§ **Exercise description**:
Retype exactly the lines that run from the start of the data to the line holding "pub enum TraceStyle", including both, and only those.

(Collected data)
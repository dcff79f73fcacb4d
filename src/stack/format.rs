use super::{basename, short_name, Located, StackTrace};
use std::fmt;

/// Rendering style of a [`StackTrace`].
#[derive(Debug, Clone, Copy, PartialEq, Eq, Hash, Default)]
pub enum TraceStyle {
    /// `basename:line` per frame, space-joined inside brackets.
    #[default]
    Compact,
    /// Qualified name, then `\n\t` and `file:line`; one block per line.
    Verbose,
    /// Bare function names, space-joined inside brackets.
    Names,
    /// `name file:line` per line, `unknown` for unresolvable frames.
    Text,
}

/// Display adapter returned by [`StackTrace::display`].
pub struct DisplayTrace<'a> {
    trace: &'a StackTrace,
    style: TraceStyle,
}

impl<'a> DisplayTrace<'a> {
    pub(crate) fn new(trace: &'a StackTrace, style: TraceStyle) -> Self {
        Self { trace, style }
    }
}

impl fmt::Display for DisplayTrace<'_> {
    fn fmt(&self, f: &mut fmt::Formatter<'_>) -> fmt::Result {
        let bracketed = matches!(self.style, TraceStyle::Compact | TraceStyle::Names);
        let separator = if bracketed { " " } else { "\n" };

        if bracketed {
            f.write_str("[")?;
        }
        for (i, frame) in self.trace.iter().enumerate() {
            if i > 0 {
                f.write_str(separator)?;
            }
            let located = Located::of(frame);
            match self.style {
                TraceStyle::Compact => write!(f, "{}:{}", basename(&located.file), located.line)?,
                TraceStyle::Verbose => {
                    write!(f, "{}\n\t{}:{}", located.name, located.file, located.line)?
                },
                TraceStyle::Names => f.write_str(short_name(&located.name))?,
                TraceStyle::Text => f.write_str(&located.text())?,
            }
        }
        if bracketed {
            f.write_str("]")?;
        }
        Ok(())
    }
}
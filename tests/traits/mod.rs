use std::io;

use error_trail::traits::{ResultExt, TransientError};
use error_trail::{classify, Error, ErrorCode, ErrorKind, ErrorList, Op};

use crate::support::plain;

#[inline(never)]
fn read_settings() -> Result<String, Error> {
    Err::<String, _>(plain("permission denied")).op("settings.read")
}

#[test]
fn op_wraps_the_error() {
    let err = read_settings().unwrap_err();
    assert_eq!(classify::ops(&err).as_slice(), [Op::new("settings.read")]);
    assert_eq!(err.to_string(), "permission denied");
    assert!(classify::find::<io::Error>(&err).is_some());
}

#[test]
fn op_leaves_successes_alone() {
    let ok: Result<u8, io::Error> = Ok(7);
    assert_eq!(ok.op("noop").ok(), Some(7));
}

#[test]
fn wrapping_trace_starts_at_the_caller() {
    let err = read_settings().unwrap_err();
    let first = err.stack().and_then(|stack| stack.frames().first().map(|frame| frame.short_name()));
    assert_eq!(first.as_deref(), Some("read_settings"));
}

#[test]
fn classify_sets_facets_around_the_error() {
    let err = "x"
        .parse::<u16>()
        .classify(|b| b.op("port.parse").kind(ErrorKind::CLIENT).code(ErrorCode::INVALID).msg("bad port"))
        .unwrap_err();

    assert_eq!(classify::client_msg(&err), "bad port");
    assert_eq!(classify::code(&err), ErrorCode::INVALID);
    assert!(err.to_string().starts_with("bad port: "));
}

#[test]
#[should_panic(expected = "multiple causes")]
fn classify_rejects_a_second_cause() {
    let _ = Err::<(), _>(plain("a")).classify(|b| b.cause(plain("b")));
}

#[test]
fn transient_classification_follows_the_kind() {
    let transient = Error::builder().kind(ErrorKind::SERVER | ErrorKind::TRANSIENT).build();
    assert!(transient.is_transient());
    assert!(!transient.is_permanent());

    let wrapped = Error::builder().msg("retry later").cause(transient.clone()).build();
    assert!(wrapped.is_transient());

    let permanent = Error::builder().kind(ErrorKind::CLIENT).build();
    assert!(permanent.is_permanent());
    assert!(Error::new("unclassified").is_permanent());
}

#[test]
fn list_is_transient_if_any_element_is() {
    let mut list = ErrorList::new();
    list.add(Error::builder().kind(ErrorKind::CLIENT).build());
    assert!(list.is_permanent());

    list.add(Error::builder().kind(ErrorKind::TRANSIENT).build());
    assert!(list.is_transient());
}

#[test]
fn io_errors_are_classified_by_kind() {
    assert!(io::Error::new(io::ErrorKind::TimedOut, "slow").is_transient());
    assert!(io::Error::new(io::ErrorKind::ConnectionReset, "reset").is_transient());
    assert!(io::Error::new(io::ErrorKind::NotFound, "missing").is_permanent());
}
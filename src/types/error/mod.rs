//! Tagged error wrapper.
//!
//! [`Error`] attaches an operation label, a kind bit set, a code and a message
//! to an optional cause. The first node of a chain that does not wrap another
//! [`Error`] also carries a captured [`StackTrace`], so traces are taken once
//! per chain, at the point where the failure entered this crate's types.

use crate::classify::{self, Target};
use crate::stack::StackTrace;
use crate::types::{ErrorCode, ErrorKind, Op, SharedError};
use std::error::Error as StdError;
use std::sync::Arc;

pub mod builder;
mod traits;

use builder::ErrorBuilder;

/// Error wrapper carrying classification facets and an optional cause.
///
/// Values are immutable once built and cheap to clone: the cause is shared.
#[must_use]
#[derive(Clone)]
pub struct Error {
    pub(crate) op: Option<Op>,
    pub(crate) kind: ErrorKind,
    pub(crate) code: ErrorCode,
    pub(crate) msg: String,
    pub(crate) cause: Option<SharedError>,
    pub(crate) stack: Option<StackTrace>,
}

impl Error {
    /// Starts building an error.
    #[inline]
    pub fn builder() -> ErrorBuilder {
        ErrorBuilder::new()
    }

    /// Creates an error holding only a message.
    #[inline(never)]
    pub fn new<M: Into<String>>(msg: M) -> Self {
        ErrorBuilder::new().msg(msg).build_within(Self::new::<M> as fn(M) -> Self as usize)
    }

    /// Wraps `cause` without adding any facet of its own.
    #[inline(never)]
    pub fn wrap<E>(cause: E) -> Self
    where
        E: StdError + Send + Sync + 'static,
    {
        ErrorBuilder::new().cause(cause).build_within(Self::wrap::<E> as fn(E) -> Self as usize)
    }

    /// Operation label of this node only.
    #[inline]
    pub fn op(&self) -> Option<&Op> {
        self.op.as_ref()
    }

    /// Kind set on this node only; see [`classify::kind`] for the chain value.
    #[inline]
    pub fn kind(&self) -> ErrorKind {
        self.kind
    }

    /// Code set on this node only; see [`classify::code`] for the chain value.
    #[inline]
    pub fn code(&self) -> ErrorCode {
        self.code
    }

    /// Message fragment of this node only, without the cause.
    #[inline]
    pub fn msg(&self) -> &str {
        &self.msg
    }

    #[inline]
    pub fn cause(&self) -> Option<&(dyn StdError + Send + Sync + 'static)> {
        self.cause.as_deref()
    }

    #[inline]
    pub fn shared_cause(&self) -> Option<&SharedError> {
        self.cause.as_ref()
    }

    /// Trace captured by this node, if it captured one.
    #[inline]
    pub fn stack(&self) -> Option<&StackTrace> {
        self.stack.as_ref()
    }

    /// Matches this error against a kind, a code or another error.
    ///
    /// Kinds and codes are decided by the outermost node that sets one;
    /// error targets are searched through the whole chain.
    pub fn is<'t>(&self, target: impl Into<Target<'t>>) -> bool {
        self.matches(target.into())
    }

    pub(crate) fn matches(&self, target: Target<'_>) -> bool {
        match target {
            Target::Error(wanted) => return classify::chain_contains(self, wanted),
            Target::Kind(kind) if !self.kind.is_empty() => return self.kind.intersects(kind),
            Target::Code(code) if !self.code.is_unexpected() => return self.code == code,
            _ => {},
        }
        self.source_dyn().is_some_and(|cause| classify::is_target(cause, target))
    }

    #[inline]
    pub(crate) fn source_dyn(&self) -> Option<&(dyn StdError + 'static)> {
        let cause: &(dyn StdError + 'static) = &**self.cause.as_ref()?;
        Some(cause)
    }

    /// Converts the error into a shared handle.
    #[inline]
    pub fn into_shared(self) -> SharedError {
        Arc::new(self)
    }
}
//! Async extensions for error-trail.
//!
//! # Feature Flag
//!
//! Requires the `async-tokio` feature:
//!
//! ```toml
//! [dependencies]
//! error-trail = { version = "0.3", features = ["async-tokio"] }
//! ```

mod group;

pub use group::AsyncGroup;
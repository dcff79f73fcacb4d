//! Extension trait for wrapping the error of a `Result` into an [`Error`].
//!
//! # Examples
//!
//! ```
//! use error_trail::traits::ResultExt;
//! use error_trail::{classify, ErrorCode, ErrorKind, Op};
//!
//! fn load_config() -> Result<String, error_trail::Error> {
//!     std::fs::read_to_string("/nonexistent/config.toml").op("config.load")
//! }
//!
//! let err = load_config().unwrap_err();
//! assert_eq!(classify::ops(&err).as_slice(), [Op::new("config.load")]);
//!
//! let err = "x".parse::<u8>()
//!     .classify(|b| b.kind(ErrorKind::CLIENT).code(ErrorCode::INVALID).msg("bad port"))
//!     .unwrap_err();
//! assert_eq!(classify::client_msg(&err), "bad port");
//! ```

use std::error::Error as StdError;

use crate::types::{Error, ErrorBuilder, Op};

/// Wraps errors of a `Result` without verbose `.map_err()` chains.
pub trait ResultExt<T> {
    /// Wraps the error, labelling it with `op`.
    fn op<O: Into<Op>>(self, op: O) -> Result<T, Error>;

    /// Wraps the error with the facets set by `f`.
    ///
    /// The closure receives a fresh builder; the error becomes its cause.
    ///
    /// # Panics
    ///
    /// Panics if `f` sets a cause of its own or supplies a facet twice.
    fn classify<F>(self, f: F) -> Result<T, Error>
    where
        F: FnOnce(ErrorBuilder) -> ErrorBuilder;
}

impl<T, E> ResultExt<T> for Result<T, E>
where
    E: StdError + Send + Sync + 'static,
{
    #[inline(never)]
    fn op<O: Into<Op>>(self, op: O) -> Result<T, Error> {
        let entry = <Self as ResultExt<T>>::op::<O> as fn(Self, O) -> Result<T, Error>;
        match self {
            Ok(value) => Ok(value),
            Err(error) => Err(ErrorBuilder::new().op(op).cause(error).build_within(entry as usize)),
        }
    }

    #[inline(never)]
    fn classify<F>(self, f: F) -> Result<T, Error>
    where
        F: FnOnce(ErrorBuilder) -> ErrorBuilder,
    {
        match self {
            Ok(value) => Ok(value),
            Err(error) => {
                let entry = <Self as ResultExt<T>>::classify::<F> as fn(Self, F) -> Result<T, Error>;
                Err(f(ErrorBuilder::new()).cause(error).build_within(entry as usize))
            },
        }
    }
}
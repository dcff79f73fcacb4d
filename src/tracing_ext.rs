//! Tracing integration for error-trail.
//!
//! # Feature Flag
//!
//! Requires the `tracing` feature:
//!
//! ```toml
//! [dependencies]
//! error-trail = { version = "0.3", features = ["tracing"] }
//! ```

use std::error::Error as StdError;

use tracing::Span;

use crate::classify;
use crate::types::Op;

/// Emits one `ERROR` event describing `err`.
///
/// The event carries the chain's operation labels, kind, code, client
/// message and compact trace as fields; the message is the error's display.
///
/// ```
/// use error_trail::tracing_ext::record_error;
/// use error_trail::{Error, ErrorKind, Op};
///
/// let err = Error::builder().op(Op::new("svc.save")).kind(ErrorKind::CLIENT).msg("name taken").build();
/// record_error(&err);
/// ```
pub fn record_error(err: &(dyn StdError + 'static)) {
    let ops = classify::ops(err)
        .iter()
        .map(Op::as_str)
        .collect::<Vec<_>>()
        .join(" <- ");
    let trace = classify::trace(err).map(|trace| trace.to_string()).unwrap_or_default();

    tracing::error!(
        ops = %ops,
        kind = %classify::kind(err),
        code = %classify::code(err),
        client_msg = classify::client_msg(err),
        trace = %trace,
        "{}",
        err
    );
}

/// Operation label named after the current span, if one is entered.
///
/// ```
/// use error_trail::tracing_ext::current_span_op;
///
/// assert!(current_span_op().is_none());
/// ```
pub fn current_span_op() -> Option<Op> {
    let span = Span::current();
    let name = span.metadata()?.name();
    Some(Op::new(name))
}
use super::Error;
use std::error::Error as StdError;
use std::fmt;

#[cfg(feature = "serde")]
use serde::ser::{Serialize, SerializeStruct, Serializer};

/// Renders the message chain.
///
/// A node contributes its own fragment; the cause's rendering follows after
/// `": "` when both are non-empty. A node without a fragment renders exactly
/// as its cause.
impl fmt::Display for Error {
    fn fmt(&self, f: &mut fmt::Formatter<'_>) -> fmt::Result {
        let cause = match &self.cause {
            Some(cause) => cause.to_string(),
            None => return f.write_str(&self.msg),
        };
        match (self.msg.is_empty(), cause.is_empty()) {
            (true, _) => f.write_str(&cause),
            (false, true) => f.write_str(&self.msg),
            (false, false) => write!(f, "{}: {}", self.msg, cause),
        }
    }
}

impl fmt::Debug for Error {
    fn fmt(&self, f: &mut fmt::Formatter<'_>) -> fmt::Result {
        let mut s = f.debug_struct("Error");
        if let Some(op) = &self.op {
            s.field("op", op);
        }
        if !self.kind.is_empty() {
            s.field("kind", &format_args!("{}", self.kind));
        }
        if !self.code.is_unexpected() {
            s.field("code", &format_args!("{}", self.code));
        }
        if !self.msg.is_empty() {
            s.field("msg", &self.msg);
        }
        if let Some(cause) = &self.cause {
            s.field("cause", cause);
        }
        if let Some(stack) = &self.stack {
            s.field("stack", stack);
        }
        s.finish()
    }
}

impl StdError for Error {
    fn source(&self) -> Option<&(dyn StdError + 'static)> {
        self.source_dyn()
    }
}

/// Serializes one node as a structured log record.
///
/// `cause` is the rendered message of the cause chain, `stack` the text form
/// of the node's own trace.
#[cfg(feature = "serde")]
impl Serialize for Error {
    fn serialize<S: Serializer>(&self, serializer: S) -> Result<S::Ok, S::Error> {
        let mut state = serializer.serialize_struct("Error", 6)?;
        state.serialize_field("op", &self.op)?;
        state.serialize_field("kind", &self.kind)?;
        state.serialize_field("code", &self.code)?;
        state.serialize_field("msg", &self.msg)?;
        state.serialize_field("cause", &self.cause.as_ref().map(|cause| cause.to_string()))?;
        state.serialize_field("stack", &self.stack)?;
        state.end()
    }
}
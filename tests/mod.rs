pub mod classify;
pub mod group;
pub mod macros;
pub mod traits;

#[cfg(feature = "async-tokio")]
pub mod async_ext;
//! Convenience re-exports for common usage patterns.
//!
//! ```
//! use error_trail::prelude::*;
//! ```
//!
//! # What's Included
//!
//! - **Macros**: [`e!`]
//! - **Types**: [`Error`], [`ErrorList`], [`Group`], [`Op`], [`ErrorKind`], [`ErrorCode`], [`Sentinel`]
//! - **Traits**: [`ResultExt`], [`TransientError`]
//! - **Functions**: the [`classify`] module
//!
//! # Examples
//!
//! ```
//! use error_trail::prelude::*;
//!
//! const OP: Op = Op::new("config.load");
//!
//! fn load_config() -> Result<String> {
//!     std::fs::read_to_string("/nonexistent/config.toml")
//!         .classify(|b| b.op(OP).kind(ErrorKind::SERVER).code(ErrorCode::IO))
//! }
//!
//! let err = load_config().unwrap_err();
//! assert!(classify::is(&err, ErrorCode::IO));
//! ```

// Macros
pub use crate::e;

// Core types
pub use crate::group::Group;
pub use crate::types::{Error, ErrorCode, ErrorKind, ErrorList, Op, Sentinel};

// Traits
pub use crate::traits::{ResultExt, TransientError};

pub use crate::classify;

/// Result type alias for functions failing with an [`Error`].
pub type Result<T, E = Error> = std::result::Result<T, E>;
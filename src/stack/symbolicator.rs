//! Resolution of captured instruction pointers into readable locations.
//!
//! Capturing a trace only stores raw addresses. Turning them into function
//! names and source positions is deferred to a [`Symbolicator`], invoked when
//! a frame is formatted. The default implementation reads debug information
//! through the `backtrace` crate; a process-wide replacement may be installed
//! once with [`install_symbolicator`].

use std::ffi::c_void;
use std::sync::OnceLock;

/// Human-readable location of one stack frame.
#[derive(Debug, Clone, PartialEq, Eq, Hash)]
pub struct FrameInfo {
    /// Qualified function name, without the symbol hash.
    pub name: String,
    pub file: Option<String>,
    pub line: Option<u32>,
}

/// Maps an opaque instruction pointer to a [`FrameInfo`].
///
/// Implementations return `None` when the address cannot be resolved; callers
/// then render the frame with the `"unknown"` placeholder.
pub trait Symbolicator: Send + Sync {
    fn resolve(&self, ip: usize) -> Option<FrameInfo>;
}

/// Symbolicator backed by [`backtrace::resolve`].
#[derive(Debug, Clone, Copy, Default)]
pub struct BacktraceSymbolicator;

impl Symbolicator for BacktraceSymbolicator {
    fn resolve(&self, ip: usize) -> Option<FrameInfo> {
        if ip == 0 {
            return None;
        }
        let mut info = None;
        // Captured addresses are return addresses; step back into the call
        // instruction so the reported line is the call site.
        backtrace::resolve(ip.wrapping_sub(1) as *mut c_void, |symbol| {
            if info.is_some() {
                return;
            }
            let Some(name) = symbol.name() else {
                return;
            };
            info = Some(FrameInfo {
                name: format!("{:#}", name),
                file: symbol.filename().map(|path| path.display().to_string()),
                line: symbol.lineno(),
            });
        });
        info
    }
}

static INSTALLED: OnceLock<Box<dyn Symbolicator>> = OnceLock::new();

/// Installs the process-wide symbolicator used when formatting frames.
///
/// Only the first installation takes effect; returns `false` if one was
/// already installed.
pub fn install_symbolicator<S>(symbolicator: S) -> bool
where
    S: Symbolicator + 'static,
{
    INSTALLED.set(Box::new(symbolicator)).is_ok()
}

/// Returns the installed symbolicator, or the `backtrace`-based default.
pub fn symbolicator() -> &'static dyn Symbolicator {
    match INSTALLED.get() {
        Some(installed) => installed.as_ref(),
        None => &BacktraceSymbolicator,
    }
}
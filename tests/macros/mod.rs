use error_trail::{classify, e, Error, ErrorCode, ErrorKind, Op};

use crate::support::{plain, ERR_CLOSED};

const OP: Op = Op::new("db.findUser");

#[test]
fn e_builds_with_every_facet() {
    let id = 1;
    let err = e!(op(OP), kind(ErrorKind::CLIENT), code(ErrorCode::NOT_FOUND), msg("user not found: {}", id));

    assert_eq!(err.op(), Some(&OP));
    assert_eq!(err.kind(), ErrorKind::CLIENT);
    assert_eq!(err.code(), ErrorCode::NOT_FOUND);
    assert_eq!(err.msg(), "user not found: 1");
    assert!(err.stack().is_some());
}

#[test]
fn e_accepts_facets_in_any_order() {
    let err = e!(cause(ERR_CLOSED), kind(ErrorKind::SERVER), kind(ErrorKind::TRANSIENT), msg("flush"));
    assert_eq!(err.kind(), ErrorKind::SERVER | ErrorKind::TRANSIENT);
    assert_eq!(err.to_string(), "flush: file already closed");
}

#[test]
fn e_passes_message_expressions_through() {
    let msg = String::from("prepared");
    let err = e!(msg(msg));
    assert_eq!(err.msg(), "prepared");
}

#[test]
fn e_wraps_without_capturing_again() {
    let inner = e!(op("inner"), code(ErrorCode::IO));
    let outer = e!(op("outer"), cause(inner));
    assert!(outer.stack().is_none());
    assert_eq!(classify::code(&outer), ErrorCode::IO);
}

#[test]
fn e_with_absent_cause_is_none() {
    let absent: Option<std::io::Error> = None;
    assert!(e!(op(OP), msg("lookup"), maybe_cause(absent)).is_none());

    let present = Some(plain("disk"));
    let err: Option<Error> = e!(op(OP), maybe_cause(present));
    assert_eq!(err.map(|err| err.to_string()).as_deref(), Some("disk"));

    assert!(e!(nil()).is_none());
}

#[test]
fn e_without_facets_is_blank() {
    let err = e!();
    assert_eq!(err.to_string(), "");
    assert!(err.kind().is_empty());
}

#[test]
#[should_panic(expected = "multiple messages")]
fn e_panics_on_duplicate_messages() {
    let _ = e!(msg("a"), msg("b"));
}
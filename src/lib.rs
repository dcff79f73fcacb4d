//! Classified errors with call-stack traces.
//!
//! error-trail augments errors with four orthogonal facets: an operation
//! label ([`Op`]), a bit set of coarse kinds ([`ErrorKind`]), one fine-grained
//! code ([`ErrorCode`]) and a [`StackTrace`](stack::StackTrace) captured where
//! the failure first entered an [`Error`]. Chains of wrapped causes, including
//! plain `std::error::Error` chains, stay traversable and matchable through
//! the functions of [`classify`].
//!
//! Independent failures are gathered in an [`ErrorList`], and a [`Group`]
//! collects the errors of concurrently running subtasks into one.
//!
//! # Examples
//!
//! ## Classifying a chain
//!
//! ```
//! use error_trail::{classify, Error, ErrorCode, ErrorKind, Op};
//!
//! fn find_user(id: u32) -> Result<(), Error> {
//!     Err(Error::builder()
//!         .op(Op::new("db.findUser"))
//!         .kind(ErrorKind::CLIENT)
//!         .code(ErrorCode::NOT_FOUND)
//!         .msg(format!("user not found: {}", id))
//!         .build())
//! }
//!
//! fn buff_user(id: u32) -> Result<(), Error> {
//!     find_user(id).map_err(|err| {
//!         Error::builder().op(Op::new("svc.buffUser")).msg("buffing user").cause(err).build()
//!     })
//! }
//!
//! let err = buff_user(1).unwrap_err();
//! assert_eq!(err.to_string(), "buffing user: user not found: 1");
//! assert_eq!(classify::ops(&err).as_slice(), [Op::new("svc.buffUser"), Op::new("db.findUser")]);
//! assert_eq!(classify::kind(&err), ErrorKind::CLIENT);
//! assert_eq!(classify::code(&err), ErrorCode::NOT_FOUND);
//! assert_eq!(classify::client_msg(&err), "user not found: 1");
//! assert!(err.stack().is_none());
//! assert!(classify::trace(&err).is_some());
//! ```
//!
//! ## Aggregating errors
//!
//! ```
//! use error_trail::{has, is, Error, ErrorKind, ErrorList};
//!
//! let mut list = ErrorList::new();
//! list.add(Error::builder().kind(ErrorKind::CLIENT).msg("bad name").build());
//! list.add(Error::builder().kind(ErrorKind::SERVER).msg("db down").build());
//!
//! assert!(!list.is(ErrorKind::SERVER));
//! assert!(has(&list, ErrorKind::SERVER));
//! assert!(is(&list, ErrorKind::SERVER));
//! ```

/// Chain traversal and matching
pub mod classify;
/// Concurrent subtasks with error aggregation
pub mod group;
/// Error construction macros
pub mod macros;
/// Convenience re-exports for quick starts
pub mod prelude;
/// Stack trace capture and formatting
pub mod stack;
/// Extension traits
pub mod traits;
/// Error, ErrorList and the classification facets
pub mod types;

/// Async extensions (requires `async-tokio` feature)
#[cfg(feature = "async-tokio")]
pub mod async_ext;

/// Tracing integration (requires `tracing` feature)
#[cfg(feature = "tracing")]
pub mod tracing_ext;

pub use classify::{
    client_msg, code, find, has, has_any_of, is, is_any_of, kind, multiple, ops, trace, unwrap,
    Target,
};
pub use group::Group;
pub use traits::*;
pub use types::{
    ConstructionFault, Error, ErrorBuilder, ErrorCode, ErrorKind, ErrorList, ErrorVec, Op,
    Sentinel, SharedError,
};
// ==========================================
// 工程报价系统 - 领域模型层
// ==========================================
// 职责: 定义领域实体与值对象
// 红线: 不含数据访问逻辑,不含计算逻辑
// ==========================================

pub mod import;
pub mod material;
pub mod quotation;
pub mod summary;

// 重导出核心类型
pub use import::{ImportReport, RowError, RowResolution, SkipReason};
pub use material::{Material, NewMaterial, DEFAULT_BRAND, DEFAULT_UNIT};
pub use quotation::{LineItem, LineItemView, NewQuotation, Quotation};
pub use summary::{AppliedMargins, QuotationSummary};
// ==========================================
// 工程报价系统 - 报价单仓储
// ==========================================
// 职责: 管理 cotizaciones 表
// 红线: 删除报价单必须先删除其全部明细，再删除报价单行
// ==========================================

use crate::domain::quotation::{NewQuotation, Quotation};
use crate::repository::error::{RepositoryError, RepositoryResult};
use crate::repository::parse_timestamp;
use chrono::Utc;
use rusqlite::{params, Connection};
use std::sync::{Arc, Mutex};
use uuid::Uuid;

const QUOTATION_COLUMNS: &str = r#"
    id, nombre_proyecto, cliente, valor_dia_mo, dias_trabajados, cantidad_personas,
    margen_materiales, margen_mo, margen_general, created_at
"#;

// ==========================================
// QuotationRepository - 报价单仓储
// ==========================================
pub struct QuotationRepository {
    conn: Arc<Mutex<Connection>>,
}

impl QuotationRepository {
    /// 创建新的 QuotationRepository 实例
    pub fn new(conn: Arc<Mutex<Connection>>) -> Self {
        Self { conn }
    }

    /// 获取数据库连接
    fn get_conn(&self) -> RepositoryResult<std::sync::MutexGuard<Connection>> {
        self.conn
            .lock()
            .map_err(|e| RepositoryError::LockError(e.to_string()))
    }

    /// 创建报价单
    ///
    /// # 返回
    /// - `Ok(id)`: 新报价单 id
    pub fn insert(&self, quotation: &NewQuotation) -> RepositoryResult<String> {
        let conn = self.get_conn()?;
        let id = Uuid::new_v4().to_string();

        conn.execute(
            r#"INSERT INTO cotizaciones (
                id, nombre_proyecto, cliente, valor_dia_mo, dias_trabajados, cantidad_personas,
                margen_materiales, margen_mo, margen_general, created_at
            ) VALUES (?1, ?2, ?3, ?4, ?5, ?6, ?7, ?8, ?9, ?10)"#,
            params![
                id,
                quotation.nombre_proyecto,
                quotation.cliente,
                quotation.valor_dia_mo,
                quotation.dias_trabajados,
                quotation.cantidad_personas,
                quotation.margen_materiales,
                quotation.margen_mo,
                quotation.margen_general,
                Utc::now().to_rfc3339(),
            ],
        )?;

        Ok(id)
    }

    /// 按 id 查询报价单
    ///
    /// # 返回
    /// - `Ok(Some(Quotation))`: 找到
    /// - `Ok(None)`: 未找到
    pub fn find_by_id(&self, id: &str) -> RepositoryResult<Option<Quotation>> {
        let conn = self.get_conn()?;
        let sql = format!("SELECT {} FROM cotizaciones WHERE id = ?1", QUOTATION_COLUMNS);

        match conn.query_row(&sql, params![id], map_quotation_row) {
            Ok(q) => Ok(Some(q)),
            Err(rusqlite::Error::QueryReturnedNoRows) => Ok(None),
            Err(e) => Err(e.into()),
        }
    }

    /// 按 id 查询报价单，不存在时返回 NotFound
    pub fn get(&self, id: &str) -> RepositoryResult<Quotation> {
        self.find_by_id(id)?
            .ok_or_else(|| RepositoryError::not_found("Quotation", id))
    }

    /// 查询所有报价单，按创建时间降序
    pub fn list_all(&self) -> RepositoryResult<Vec<Quotation>> {
        let conn = self.get_conn()?;
        let sql = format!(
            "SELECT {} FROM cotizaciones ORDER BY created_at DESC, id",
            QUOTATION_COLUMNS
        );

        let mut stmt = conn.prepare(&sql)?;
        let quotations = stmt
            .query_map([], map_quotation_row)?
            .collect::<Result<Vec<Quotation>, _>>()?;

        Ok(quotations)
    }

    /// 删除报价单（先删明细，再删报价单行）
    ///
    /// # 返回
    /// - `Ok(n)`: 删除成功，n 为级联删除的明细数
    /// - `Err(NotFound)`: 报价单不存在（不做任何删除）
    pub fn delete(&self, id: &str) -> RepositoryResult<usize> {
        let conn = self.get_conn()?;
        let tx = conn.unchecked_transaction()?;

        let exists: i64 = tx.query_row(
            "SELECT COUNT(*) FROM cotizaciones WHERE id = ?1",
            params![id],
            |row| row.get(0),
        )?;
        if exists == 0 {
            return Err(RepositoryError::not_found("Quotation", id));
        }

        let items_deleted = tx.execute(
            "DELETE FROM items_cotizacion WHERE cotizacion_id = ?1",
            params![id],
        )?;
        tx.execute("DELETE FROM cotizaciones WHERE id = ?1", params![id])?;

        tx.commit()
            .map_err(|e| RepositoryError::DatabaseTransactionError(e.to_string()))?;
        Ok(items_deleted)
    }
}

/// 映射数据库行到 Quotation
fn map_quotation_row(row: &rusqlite::Row) -> rusqlite::Result<Quotation> {
    Ok(Quotation {
        id: row.get(0)?,
        nombre_proyecto: row.get(1)?,
        cliente: row.get(2)?,
        valor_dia_mo: row.get(3)?,
        dias_trabajados: row.get(4)?,
        cantidad_personas: row.get(5)?,
        margen_materiales: row.get(6)?,
        margen_mo: row.get(7)?,
        margen_general: row.get(8)?,
        created_at: parse_timestamp(row, 9)?,
    })
}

§ **Solution to the problem**:
repository dcff79f73fcacb4d
filename src/stack/format.rs
use super::{basename, short_name, Located, StackTrace};
use std::fmt;

/// Rendering style of a [`StackTrace`].
#[derive(Debug, Clone, Copy, PartialEq, Eq, Hash, Default)]
pub enum TraceStyle {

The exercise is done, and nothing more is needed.